A Polícia Federal voltou a agir contra atividades clandestinas ligadas à mineração na Bahia e deflagrou uma nova fase de investigações voltadas ao combate da extração irregular de ouro. A ação, realizada nesta quinta-feira (18), mira suspeitos de manter operações ilegais mesmo após intervenções anteriores das autoridades.
A ofensiva busca reunir novas provas sobre um suposto esquema que envolve exploração mineral sem autorização, utilização de processos químicos potencialmente perigosos e movimentações financeiras suspeitas relacionadas à atividade.
Operação Lixiviação II investiga continuidade da mineração clandestina
Durante a ação, agentes federais cumpriram 10 mandados de busca e apreensão autorizados pela Justiça Federal. As diligências ocorreram nos municípios de Nordestina, Quijingue e em uma área rural de Cansanção, todos localizados na Bahia.
Os alvos incluem imóveis residenciais, empresas e estruturas utilizadas para extração e processamento mineral. Segundo as investigações, o principal suspeito teria mantido as atividades ilegais mesmo após operações anteriores conduzidas pelas forças de segurança.
As apurações indicam que o grupo avançou para novas áreas de exploração e continuou realizando o beneficiamento de ouro por meio do processo de lixiviação, técnica que utiliza substâncias químicas para separar o metal de resíduos minerais.
Uso de cianeto e suspeita de lavagem de dinheiro ampliam investigação
De acordo com a Polícia Federal, os investigados teriam utilizado laboratórios clandestinos para recuperar partículas de ouro presentes em rejeitos minerais. O método empregado envolveria a cianetação, processo que utiliza cianeto, substância altamente tóxica e sujeita a rígido controle por órgãos governamentais.
Além das suspeitas relacionadas aos crimes ambientais e à exploração irregular de recursos minerais, os investigadores identificaram indícios de lavagem de dinheiro vinculados à atividade.
As autoridades destacam que o principal investigado já era alvo de outras apurações e chegou a ser considerado foragido da Justiça.
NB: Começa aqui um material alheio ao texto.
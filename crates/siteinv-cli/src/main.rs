//! Location inventory CLI.

use clap::Parser;
use tracing_subscriber::EnvFilter;

mod cli;
mod commands;
mod ops;

use crate::cli::{Cli, Command};
use crate::commands::{run_apply, run_show};

fn main() {
    let cli = Cli::parse();
    init_logging(&cli);

    let exit_code = match cli.command {
        Command::Show(args) => match run_show(&args) {
            Ok(()) => 0,
            Err(error) => {
                eprintln!("error: {error:#}");
                1
            }
        },
        Command::Apply(args) => match run_apply(&args) {
            Ok(outcome) => match serde_json::to_string_pretty(&outcome) {
                Ok(json) => {
                    println!("{json}");
                    if outcome.failed > 0 { 1 } else { 0 }
                }
                Err(error) => {
                    eprintln!("error: {error}");
                    1
                }
            },
            Err(error) => {
                eprintln!("error: {error:#}");
                1
            }
        },
    };
    std::process::exit(exit_code);
}

/// Route logs to stderr so stdout stays clean JSON.
fn init_logging(cli: &Cli) {
    let filter = EnvFilter::builder()
        .with_default_directive(cli.verbosity.tracing_level_filter().into())
        .from_env_lossy();
    tracing_subscriber::fmt()
        .with_env_filter(filter)
        .with_writer(std::io::stderr)
        .with_target(false)
        .without_time()
        .init();
}
//! CLI argument definitions.

use std::path::PathBuf;

use clap::{Parser, Subcommand};
use clap_verbosity_flag::{Verbosity, WarnLevel};

#[derive(Parser)]
#[command(
    name = "siteinv",
    version,
    about = "Inspect and batch-edit an in-memory location inventory",
    long_about = "Load a location forest (the built-in seed or a JSON file),\n\
                  optionally apply a batch of tree and equipment operations,\n\
                  and print the resulting state as JSON. Nothing is persisted."
)]
pub struct Cli {
    #[command(subcommand)]
    pub command: Command,

    /// Adjust log verbosity (-v for info, -vv for debug, -q for errors only).
    #[command(flatten)]
    pub verbosity: Verbosity<WarnLevel>,
}

#[derive(Subcommand)]
pub enum Command {
    /// Print the forest as pretty JSON.
    Show(ShowArgs),

    /// Apply a JSON batch of operations and print the resulting state.
    Apply(ApplyArgs),
}

#[derive(Parser)]
pub struct ShowArgs {
    /// Forest JSON file to load instead of the built-in seed.
    #[arg(long = "input", value_name = "FILE")]
    pub input: Option<PathBuf>,
}

#[derive(Parser)]
pub struct ApplyArgs {
    /// JSON file holding the operation batch.
    #[arg(value_name = "OPS_FILE")]
    pub ops: PathBuf,

    /// Forest JSON file to load instead of the built-in seed.
    #[arg(long = "input", value_name = "FILE")]
    pub input: Option<PathBuf>,
}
O mandado de prisão preventiva expedido anteriormente foi cumprido em 9 de junho deste ano, fato que, segundo os investigadores, reforçou as suspeitas de continuidade das atividades criminosas.
A Polícia Federal avalia que a repetição das condutas investigadas representava riscos não apenas ao patrimônio mineral da União, mas também ao meio ambiente e à saúde da população. Os envolvidos poderão responder por crimes como usurpação de bens da União, extração ilegal de recursos minerais, organização criminosa, posse de explosivos e lavagem de dinheiro.